Au surplus, le négociant n’aura guère l’occasion de vouloir congédier un « employé modèle » tel que celui-là. Un garçon si laborieux et si complaisant, toujours le premier à venir au bureau et le dernier à quitter son pupitre ! Tout au plus sera-t-il tenté, peut-être, de regretter que l’excès de zèle pousse parfois le commis à « mettre son nez » dans des affaires dont il vaudrait mieux qu’il ne se mêlât point. Voici, par exemple, qu’un matin du printemps de 1914, l’un des plus notables commerçans belges qui eussent encore « survécu » à la « germanisation » d’Anvers reçoit, dans son cabinet, la visite de l’un de ses commis allemands !

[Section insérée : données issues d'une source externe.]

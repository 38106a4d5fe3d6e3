//! Load the classifier artifact.
//!
//! The artifact is a JSON-serialized `RandomForest` (see `models::forest` for
//! the node layout). Loading happens once, before any UI is drawn; every
//! failure here is fatal for the app.
//!
//! Only structure is checked: array lengths, child links, feature indices and
//! class columns. Those are the properties tree traversal relies on to never
//! index out of bounds or loop. Whether the model is any good, or was trained
//! on the same encoder table, is not something the artifact can tell us.

use std::fs::File;
use std::io::{BufReader, Read};
use std::path::{Path, PathBuf};
use std::sync::Arc;

use thiserror::Error;

use crate::domain::FEATURE_COUNT;
use crate::models::{Classifier, DecisionTree, RandomForest, TREE_LEAF};

#[derive(Debug, Error)]
pub enum ModelError {
    #[error("model file '{}' not found", path.display())]
    NotFound { path: PathBuf },

    #[error("failed to read model file '{}': {source}", path.display())]
    Read {
        path: PathBuf,
        #[source]
        source: std::io::Error,
    },

    #[error("model file '{}' is not a valid forest artifact: {source}", path.display())]
    Parse {
        path: PathBuf,
        #[source]
        source: serde_json::Error,
    },

    #[error("model file '{}' is unusable: {reason}", path.display())]
    Invalid { path: PathBuf, reason: String },
}

/// Summary of a loaded artifact, for `inspect` and the TUI sidebar.
#[derive(Debug, Clone, PartialEq, Eq)]
pub struct ModelSummary {
    pub path: PathBuf,
    pub n_trees: usize,
    pub n_nodes: usize,
    pub max_depth: usize,
    pub n_features: usize,
    pub classes: Vec<u8>,
}

impl ModelSummary {
    pub fn of(path: &Path, forest: &RandomForest) -> Self {
        Self {
            path: path.to_path_buf(),
            n_trees: forest.trees.len(),
            n_nodes: forest.node_count(),
            max_depth: forest.max_depth(),
            n_features: forest.n_features,
            classes: forest.classes.clone(),
        }
    }
}

/// Read, parse and structurally check a forest artifact.
pub fn load_forest(path: &Path) -> Result<RandomForest, ModelError> {
    let file = File::open(path).map_err(|source| {
        if source.kind() == std::io::ErrorKind::NotFound {
            ModelError::NotFound {
                path: path.to_path_buf(),
            }
        } else {
            ModelError::Read {
                path: path.to_path_buf(),
                source,
            }
        }
    })?;

    read_forest(path, BufReader::new(file))
}

/// Parse and check a forest from any reader. `path` is used for messages only.
pub fn read_forest<R: Read>(path: &Path, reader: R) -> Result<RandomForest, ModelError> {
    let forest: RandomForest = serde_json::from_reader(reader).map_err(|source| {
        if source.is_io() {
            ModelError::Read {
                path: path.to_path_buf(),
                source: source.into(),
            }
        } else {
            ModelError::Parse {
                path: path.to_path_buf(),
                source,
            }
        }
    })?;

    check_forest(&forest).map_err(|reason| ModelError::Invalid {
        path: path.to_path_buf(),
        reason,
    })?;

    Ok(forest)
}

/// Load the artifact as a shared classifier handle, logging the outcome.
pub fn load_classifier(path: &Path) -> Result<(Arc<dyn Classifier>, ModelSummary), ModelError> {
    match load_forest(path) {
        Ok(forest) => {
            let summary = ModelSummary::of(path, &forest);
            tracing::info!(
                path = %path.display(),
                trees = summary.n_trees,
                nodes = summary.n_nodes,
                "model loaded"
            );
            let classifier: Arc<dyn Classifier> = Arc::new(forest);
            Ok((classifier, summary))
        }
        Err(err) => {
            tracing::error!(path = %path.display(), "model load failed: {err}");
            Err(err)
        }
    }
}

fn check_forest(forest: &RandomForest) -> Result<(), String> {
    if forest.n_features != FEATURE_COUNT {
        return Err(format!(
            "expects {} features, the app provides {FEATURE_COUNT}",
            forest.n_features
        ));
    }

    let mut classes = forest.classes.clone();
    classes.sort_unstable();
    if classes != [0, 1] {
        return Err(format!(
            "classes must be 0 and 1, got {:?}",
            forest.classes
        ));
    }

    if forest.trees.is_empty() {
        return Err("forest has no trees".to_string());
    }

    for (idx, tree) in forest.trees.iter().enumerate() {
        check_tree(tree, forest.classes.len()).map_err(|reason| format!("tree {idx}: {reason}"))?;
    }

    Ok(())
}

fn check_tree(tree: &DecisionTree, n_classes: usize) -> Result<(), String> {
    let n = tree.node_count();
    if n == 0 {
        return Err("no nodes".to_string());
    }
    let lengths = [
        tree.children_right.len(),
        tree.feature.len(),
        tree.threshold.len(),
        tree.value.len(),
    ];
    if lengths.iter().any(|&len| len != n) {
        return Err(format!(
            "node arrays differ in length (children_left={n}, children_right={}, feature={}, threshold={}, value={})",
            lengths[0], lengths[1], lengths[2], lengths[3]
        ));
    }

    let mut has_parent = vec![false; n];
    for node in 0..n {
        let left = tree.children_left[node];
        let right = tree.children_right[node];

        let row = &tree.value[node];
        if row.len() != n_classes {
            return Err(format!(
                "node {node} has {} class values, expected {n_classes}",
                row.len()
            ));
        }
        if row.iter().any(|v| !v.is_finite() || *v < 0.0) {
            return Err(format!("node {node} has a negative or non-finite class value"));
        }

        match (left == TREE_LEAF, right == TREE_LEAF) {
            (true, true) => continue,
            (false, false) => {}
            _ => return Err(format!("node {node} has exactly one child")),
        }

        // Children must point forward so a walk from the root always ends,
        // and each node has one parent so the nodes form a tree.
        for child in [left, right] {
            if child <= node as i64 || child >= n as i64 {
                return Err(format!("node {node} links to invalid child {child}"));
            }
            let slot = &mut has_parent[child as usize];
            if *slot {
                return Err(format!("node {child} is reached from more than one parent"));
            }
            *slot = true;
        }

        let feature = tree.feature[node];
        if feature < 0 || feature >= FEATURE_COUNT as i64 {
            return Err(format!("node {node} splits on unknown feature {feature}"));
        }
        if !tree.threshold[node].is_finite() {
            return Err(format!("node {node} has a non-finite threshold"));
        }
    }

    Ok(())
}

#[cfg(test)]
mod tests {
    use super::*;
    use crate::models::forest::tests::sample_forest;

    fn temp_path(name: &str) -> PathBuf {
        std::env::temp_dir().join(format!("credit-default-{}-{name}", std::process::id()))
    }

    fn parse(json: &str) -> Result<RandomForest, ModelError> {
        read_forest(Path::new("test.json"), json.as_bytes())
    }

    #[test]
    fn missing_file_is_not_found() {
        let path = temp_path("does-not-exist.json");
        let err = load_forest(&path).unwrap_err();
        assert!(matches!(err, ModelError::NotFound { .. }));
        assert!(err.to_string().contains("does-not-exist.json"));
    }

    #[test]
    fn load_classifier_fails_loudly_on_missing_file() {
        let path = temp_path("also-missing.json");
        assert!(load_classifier(&path).is_err());
    }

    #[test]
    fn written_forest_loads_back() {
        let path = temp_path("forest.json");
        let forest = sample_forest();
        std::fs::write(&path, serde_json::to_string(&forest).unwrap()).unwrap();

        let loaded = load_forest(&path).unwrap();
        assert_eq!(loaded, forest);

        let (classifier, summary) = load_classifier(&path).unwrap();
        assert_eq!(summary.n_trees, 3);
        assert_eq!(summary.n_nodes, 9);
        assert_eq!(summary.max_depth, 1);
        assert_eq!(classifier.describe(), "random forest (3 trees)");

        std::fs::remove_file(&path).ok();
    }

    #[test]
    fn bundled_demo_model_loads_and_predicts_at_boundaries() {
        use crate::domain::{FeatureVector, JobCategory};

        let path = Path::new(env!("CARGO_MANIFEST_DIR")).join("random_forest_model.json");
        let (classifier, summary) = load_classifier(&path).unwrap();
        assert_eq!(summary.n_features, FEATURE_COUNT);
        assert!(summary.n_trees > 0);

        let low = FeatureVector {
            credit_score: 300,
            account_balance: 0,
            transaction_count: 0,
            job: JobCategory::EntryLevel,
            income: 0,
        };
        let high = FeatureVector {
            credit_score: 850,
            account_balance: 100_000,
            transaction_count: 100,
            job: JobCategory::SkilledWorker,
            income: 200_000,
        };
        for features in [low, high] {
            let first = classifier.predict(&features);
            assert!(first.code() <= 1);
            assert_eq!(classifier.predict(&features), first);
        }
    }

    #[test]
    fn documented_example_parses() {
        let json = r#"{
            "n_features": 5,
            "classes": [0, 1],
            "trees": [{
                "children_left":  [1, -1, -1],
                "children_right": [2, -1, -1],
                "feature":        [0, -2, -2],
                "threshold":      [579.5, -2.0, -2.0],
                "value":          [[50, 50], [40, 5], [10, 45]]
            }]
        }"#;
        let forest = parse(json).unwrap();
        assert_eq!(forest.trees[0].node_count(), 3);
    }

    #[test]
    fn garbage_is_a_parse_error() {
        assert!(matches!(parse("not json"), Err(ModelError::Parse { .. })));
        assert!(matches!(parse(r#"{"trees": []}"#), Err(ModelError::Parse { .. })));
    }

    fn invalid_reason(forest: &RandomForest) -> String {
        let json = serde_json::to_string(forest).unwrap();
        match parse(&json) {
            Err(ModelError::Invalid { reason, .. }) => reason,
            other => panic!("expected Invalid, got {other:?}"),
        }
    }

    #[test]
    fn rejects_empty_forest_and_wrong_shape() {
        let mut forest = sample_forest();
        forest.trees.clear();
        assert!(invalid_reason(&forest).contains("no trees"));

        let mut forest = sample_forest();
        forest.n_features = 4;
        assert!(invalid_reason(&forest).contains("expects 4 features"));

        let mut forest = sample_forest();
        forest.classes = vec![0, 2];
        assert!(invalid_reason(&forest).contains("classes"));
    }

    #[test]
    fn rejects_broken_trees() {
        let mut forest = sample_forest();
        forest.trees[1].children_left[0] = 7;
        assert!(invalid_reason(&forest).starts_with("tree 1: node 0 links to invalid child 7"));

        let mut forest = sample_forest();
        forest.trees[0].children_left[0] = 0;
        assert!(invalid_reason(&forest).contains("invalid child 0"));

        let mut forest = sample_forest();
        forest.trees[0].feature[0] = 5;
        assert!(invalid_reason(&forest).contains("unknown feature 5"));

        let mut forest = sample_forest();
        forest.trees[0].threshold.pop();
        assert!(invalid_reason(&forest).contains("differ in length"));

        let mut forest = sample_forest();
        forest.trees[2].value[1] = vec![1.0];
        assert!(invalid_reason(&forest).contains("class values"));

        let mut forest = sample_forest();
        forest.trees[0].children_right[0] = TREE_LEAF;
        assert!(invalid_reason(&forest).contains("exactly one child"));
    }

    #[test]
    fn rejects_shared_children() {
        let mut forest = sample_forest();
        forest.trees[0].children_right[0] = 1;
        assert!(invalid_reason(&forest).contains("node 1 is reached from more than one parent"));

        // Every node points both ways at the next one: forward-only, but the
        // number of root-to-leaf paths doubles per node.
        let n = 40;
        let mut links: Vec<i64> = (1..n as i64).collect();
        links.push(TREE_LEAF);
        let mut forest = sample_forest();
        forest.trees.push(DecisionTree {
            children_left: links.clone(),
            children_right: links,
            feature: vec![0; n],
            threshold: vec![500.0; n],
            value: vec![vec![1.0, 1.0]; n],
        });
        assert!(invalid_reason(&forest).starts_with("tree 3: node 1 is reached"));
    }

    #[test]
    fn single_leaf_tree_is_fine() {
        let mut forest = sample_forest();
        forest.trees.push(DecisionTree {
            children_left: vec![TREE_LEAF],
            children_right: vec![TREE_LEAF],
            feature: vec![-2],
            threshold: vec![-2.0],
            value: vec![vec![3.0, 1.0]],
        });
        let json = serde_json::to_string(&forest).unwrap();
        assert!(parse(&json).is_ok());
    }
}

— Monsieur, — dit le commis, avec un air tout ravi de soi-même, — j’ai grand plaisir à vous restituer ce billet de banque qui allait être perdu, et que j’ai trouvé dans une enveloppe ouverte !

— Et où avez-vous trouvé cette enveloppe ?

— Dans la corbeille où vous jetez vos papiers inutiles.

— Je vous remercie bien de ce précieux service que vous m’avez rendu. Mais comme je ne me soucie pas d’avoir chez moi des employés qui s’amusent à explorer le contenu de ma corbeille à papiers, auriez-vous l’obligeance de vous faire payer ce qui vous est dû, et de ne plus jamais remettre le pied dans ma maison ?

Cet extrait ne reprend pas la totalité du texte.